The entire room fell silent as the last threads of other conversations died away. Everyone stared at the white-haired merchant.
"Have you nothing to say for yourselves?" Gruit challenged them all. "I hope you have some answer when Saedrin calls you to account at the doors to the Otherworld!"
"What's it to you if Draximal and Parnilesse go to war?" Kierst rallied. "You're from Marlier."
"What of it?" Gruit picked a stony-faced man out of the gathering with a jab of his forefinger. "You were born in Draximal. And you--' he fixed another individual with a ferocious glare "--how many brothers did you leave in Carluse?" His probing finger found another target, and another, and another. "Your wife's from Triolle, isn't she? As were your mother and father. You, you've one grandsire from Sharlac and the other from Parnilesse."
He turned his wrath on the whole gathering. "How many of you acknowledge the blood that runs through your heart or in the veins of the wife who tends your hearth, who bore your children? You wrap yourself in Vanam cloth and muffle your true voices. Have you no pride? Have you no honour? Our fine guests here joke about Lescari folly and Lescari thieves and you show your teeth in a meek little smile. You should be snarling!"
He waved at the waiting banquet, spitting with fury.

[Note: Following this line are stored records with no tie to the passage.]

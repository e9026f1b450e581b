//! Tracking session state machine.
//!
//! A [`TrackingSession`] owns path accumulation, distance accumulation,
//! elapsed time and start-proximity evaluation for one walked route. It is
//! the sole mutator of its own state: readings, clock ticks and the finish
//! request arrive as method calls, and every accepted mutation yields a
//! [`SessionEvent`] for collaborators to react to.
//!
//! Sessions cycle `Idle -> Active -> Completed -> Idle`; `Completed` is
//! transient, and a finished session is immediately ready for reuse.

use chrono::{DateTime, Utc};
use log::{debug, info, warn};
use serde::{Deserialize, Serialize};

use crate::error::{Result, TrackerError};
use crate::{geo_utils, Bounds, GeoPoint, TrackerConfig};

// ============================================================================
// Session Types
// ============================================================================

/// Lifecycle state of a tracking session.
#[derive(Debug, Clone, Copy, PartialEq, Eq, Serialize, Deserialize)]
pub enum SessionStatus {
    /// No route is being recorded
    Idle,
    /// Readings are being accumulated
    Active,
    /// A route was just finalized; the session resets to `Idle` before
    /// `finish` returns
    Completed,
}

/// Final measurements of a completed route.
#[derive(Debug, Clone, PartialEq, Serialize, Deserialize)]
#[serde(rename_all = "camelCase")]
pub struct RouteSummary {
    /// The recorded path, in recording order
    pub path: Vec<GeoPoint>,
    /// Geodesic area of the closed route polygon
    pub area_square_meters: f64,
    /// Cumulative walked distance
    pub distance_meters: f64,
    /// Wall-clock seconds the session was active
    pub elapsed_secs: u64,
    /// Bounding box of the path, for map fitting
    pub bounds: Option<Bounds>,
    /// When the route was finalized
    pub completed_at: DateTime<Utc>,
}

impl RouteSummary {
    /// Serialize the summary as JSON.
    pub fn to_json(&self) -> String {
        serde_json::to_string(self).unwrap_or_else(|_| "{}".to_string())
    }
}

/// State-delta emitted by an accepted session mutation.
#[derive(Debug, Clone, PartialEq)]
pub enum SessionEvent {
    /// A session started; collaborators place the start marker and begin
    /// the elapsed-time display
    Started { start: GeoPoint },
    /// A reading was appended to the path
    PositionUpdated {
        point: GeoPoint,
        cumulative_distance: f64,
        finish_eligible: bool,
    },
    /// The elapsed-time clock advanced
    TimeAdvanced { elapsed_secs: u64 },
    /// The route was finalized and the session reset for reuse
    Finished(RouteSummary),
}

// ============================================================================
// Tracking Session
// ============================================================================

/// The route-tracking state machine.
///
/// Owns the path, cumulative distance, elapsed time and finish
/// eligibility of the in-progress route. All mutation happens through
/// [`start`](Self::start), [`ingest`](Self::ingest), [`tick`](Self::tick),
/// [`finish`](Self::finish) and [`abort`](Self::abort); callers serialize
/// these into a single event stream so no two mutations race.
#[derive(Debug)]
pub struct TrackingSession {
    config: TrackerConfig,
    status: SessionStatus,
    path: Vec<GeoPoint>,
    start_point: Option<GeoPoint>,
    cumulative_distance: f64,
    elapsed_secs: u64,
    finish_eligible: bool,
    started_at: Option<DateTime<Utc>>,
}

impl TrackingSession {
    /// Create an idle session with the given configuration.
    pub fn new(config: TrackerConfig) -> Self {
        Self {
            config,
            status: SessionStatus::Idle,
            path: Vec::new(),
            start_point: None,
            cumulative_distance: 0.0,
            elapsed_secs: 0,
            finish_eligible: false,
            started_at: None,
        }
    }

    // ========================================================================
    // Accessors
    // ========================================================================

    pub fn status(&self) -> SessionStatus {
        self.status
    }

    pub fn path(&self) -> &[GeoPoint] {
        &self.path
    }

    pub fn start_point(&self) -> Option<GeoPoint> {
        self.start_point
    }

    /// Running sum of pairwise distances between consecutive path points,
    /// in meters.
    pub fn cumulative_distance(&self) -> f64 {
        self.cumulative_distance
    }

    pub fn elapsed_secs(&self) -> u64 {
        self.elapsed_secs
    }

    /// When the in-progress route began, if one is active.
    pub fn started_at(&self) -> Option<DateTime<Utc>> {
        self.started_at
    }

    /// True while the route can be finished: the session is active, the
    /// path is large enough to enclose an area, and the last reading is
    /// within the proximity threshold of the start.
    pub fn finish_eligible(&self) -> bool {
        self.finish_eligible
    }

    pub fn config(&self) -> &TrackerConfig {
        &self.config
    }

    // ========================================================================
    // Transitions
    // ========================================================================

    /// Begin recording a route at the first reading.
    ///
    /// Only valid while idle: a second `start` is rejected with
    /// [`TrackerError::SessionAlreadyActive`] and leaves the in-progress
    /// route untouched, since a silent restart would discard it.
    pub fn start(&mut self, reading: GeoPoint) -> Result<SessionEvent> {
        if self.status == SessionStatus::Active {
            return Err(TrackerError::SessionAlreadyActive);
        }
        if !reading.is_valid() {
            return Err(TrackerError::InvalidCoordinate {
                latitude: reading.latitude,
                longitude: reading.longitude,
            });
        }

        self.reset_state();
        self.start_point = Some(reading);
        self.path.push(reading);
        self.status = SessionStatus::Active;
        self.started_at = Some(Utc::now());

        info!(
            "session started at ({:.6}, {:.6})",
            reading.latitude, reading.longitude
        );
        Ok(SessionEvent::Started { start: reading })
    }

    /// Ingest a continuous reading.
    ///
    /// Returns `None` without faulting when the session is not active
    /// (readings arriving after `finish` are silently dropped) or when the
    /// reading carries invalid coordinates. Duplicate coincident readings
    /// are accepted and add zero distance.
    pub fn ingest(&mut self, reading: GeoPoint) -> Option<SessionEvent> {
        if self.status != SessionStatus::Active {
            debug!(
                "dropping reading ({:.6}, {:.6}): session is {:?}",
                reading.latitude, reading.longitude, self.status
            );
            return None;
        }
        if !reading.is_valid() {
            warn!(
                "skipping invalid reading ({}, {})",
                reading.latitude, reading.longitude
            );
            return None;
        }

        let Some(&last) = self.path.last() else {
            return None;
        };
        let hop = geo_utils::haversine_distance(&last, &reading);

        self.path.push(reading);
        self.cumulative_distance += hop;
        self.finish_eligible = self.evaluate_eligibility();

        debug!(
            "position updated: {} points, {:.1}m, eligible={}",
            self.path.len(),
            self.cumulative_distance,
            self.finish_eligible
        );
        Some(SessionEvent::PositionUpdated {
            point: reading,
            cumulative_distance: self.cumulative_distance,
            finish_eligible: self.finish_eligible,
        })
    }

    /// Advance the elapsed-time clock by one tick.
    ///
    /// Returns `None` when the session is not active; the clock is a side
    /// channel independent of readings.
    pub fn tick(&mut self) -> Option<SessionEvent> {
        if self.status != SessionStatus::Active {
            return None;
        }
        self.elapsed_secs += 1;
        Some(SessionEvent::TimeAdvanced {
            elapsed_secs: self.elapsed_secs,
        })
    }

    /// Finalize the route: compute the enclosed area, freeze distance and
    /// elapsed time into a [`RouteSummary`], and reset to idle for reuse.
    ///
    /// Only valid while finish-eligible. A too-small ring is rejected with
    /// [`TrackerError::InsufficientRingSize`], a route still too far from
    /// its start with [`TrackerError::FinishNotEligible`]; both leave the
    /// session untouched.
    pub fn finish(&mut self) -> Result<SessionEvent> {
        if self.status != SessionStatus::Active || self.path.len() < self.config.min_ring_size {
            return Err(TrackerError::InsufficientRingSize {
                point_count: self.path.len(),
                minimum_required: self.config.min_ring_size,
            });
        }

        let distance_to_start = match (self.start_point, self.path.last()) {
            (Some(start), Some(last)) => geo_utils::haversine_distance(last, &start),
            _ => f64::INFINITY,
        };
        if distance_to_start >= self.config.proximity_threshold {
            return Err(TrackerError::FinishNotEligible {
                distance_to_start,
                threshold: self.config.proximity_threshold,
            });
        }

        let summary = RouteSummary {
            path: self.path.clone(),
            area_square_meters: geo_utils::enclosed_area(&self.path),
            distance_meters: self.cumulative_distance,
            elapsed_secs: self.elapsed_secs,
            bounds: Bounds::from_points(&self.path),
            completed_at: Utc::now(),
        };
        self.status = SessionStatus::Completed;

        info!(
            "session finished: {:.1}m over {}s enclosing {:.1}m^2",
            summary.distance_meters, summary.elapsed_secs, summary.area_square_meters
        );
        self.reset_state();
        Ok(SessionEvent::Finished(summary))
    }

    /// Cancel an in-progress route, discarding all accumulated state.
    ///
    /// Returns false when there was nothing to abort.
    pub fn abort(&mut self) -> bool {
        if self.status != SessionStatus::Active {
            return false;
        }
        info!("session aborted after {} points", self.path.len());
        self.reset_state();
        true
    }

    // ========================================================================
    // Internals
    // ========================================================================

    fn evaluate_eligibility(&self) -> bool {
        if self.status != SessionStatus::Active || self.path.len() < self.config.min_ring_size {
            return false;
        }
        match (self.start_point, self.path.last()) {
            (Some(start), Some(last)) => {
                geo_utils::haversine_distance(last, &start) < self.config.proximity_threshold
            }
            _ => false,
        }
    }

    fn reset_state(&mut self) {
        self.status = SessionStatus::Idle;
        self.path.clear();
        self.start_point = None;
        self.cumulative_distance = 0.0;
        self.elapsed_secs = 0;
        self.finish_eligible = false;
        self.started_at = None;
    }
}

// ============================================================================
// Tests
// ============================================================================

"Am I the only one sick to my stomach of festival gatherings where we sit on our fat arses and cuddle our fat purses? Have you no feeling for your kith and kin who can only fear the lengthening days as the year turns to Aft-Spring? Will For-Summer bring armies to plunder their crops again, militias to enlist their sons or mercenaries to despoil their daughters? Doesn't this fine white bread taste of bitter ashes when you know Caladhria's farmers will be giving thanks to Drianon this Spring Festival for last year's fine harvest? As they debate whether they'll earn more gold selling their wheat to the mercenary camps or to the dukes as they lure men to sign up for militia service to save their children from starvation."
Tathrin saw the whole gathering standing frozen, some faces appalled, more ashamed.
The old man continued before anyone could attempt a reply. "Whatever duke presumed to claim our allegiance when we were born, we all left such quarrels behind when we came to Vanam, to any of the cities across Ensaimin. For the love of whatever gods your beleaguered families cherish..." His voice cracked with anguish, tears standing in his faded eyes. "Can we not find a way to stop this strife that curses our unhappy homeland?"
The hall erupted. Anguished voices protested how often they sent coin to salve the worst hurts of warfare. Men and women insisted they offered friends and relatives a safe haven in times of trial, even securing apprenticeships for their sons and respectable marriages for their daughters.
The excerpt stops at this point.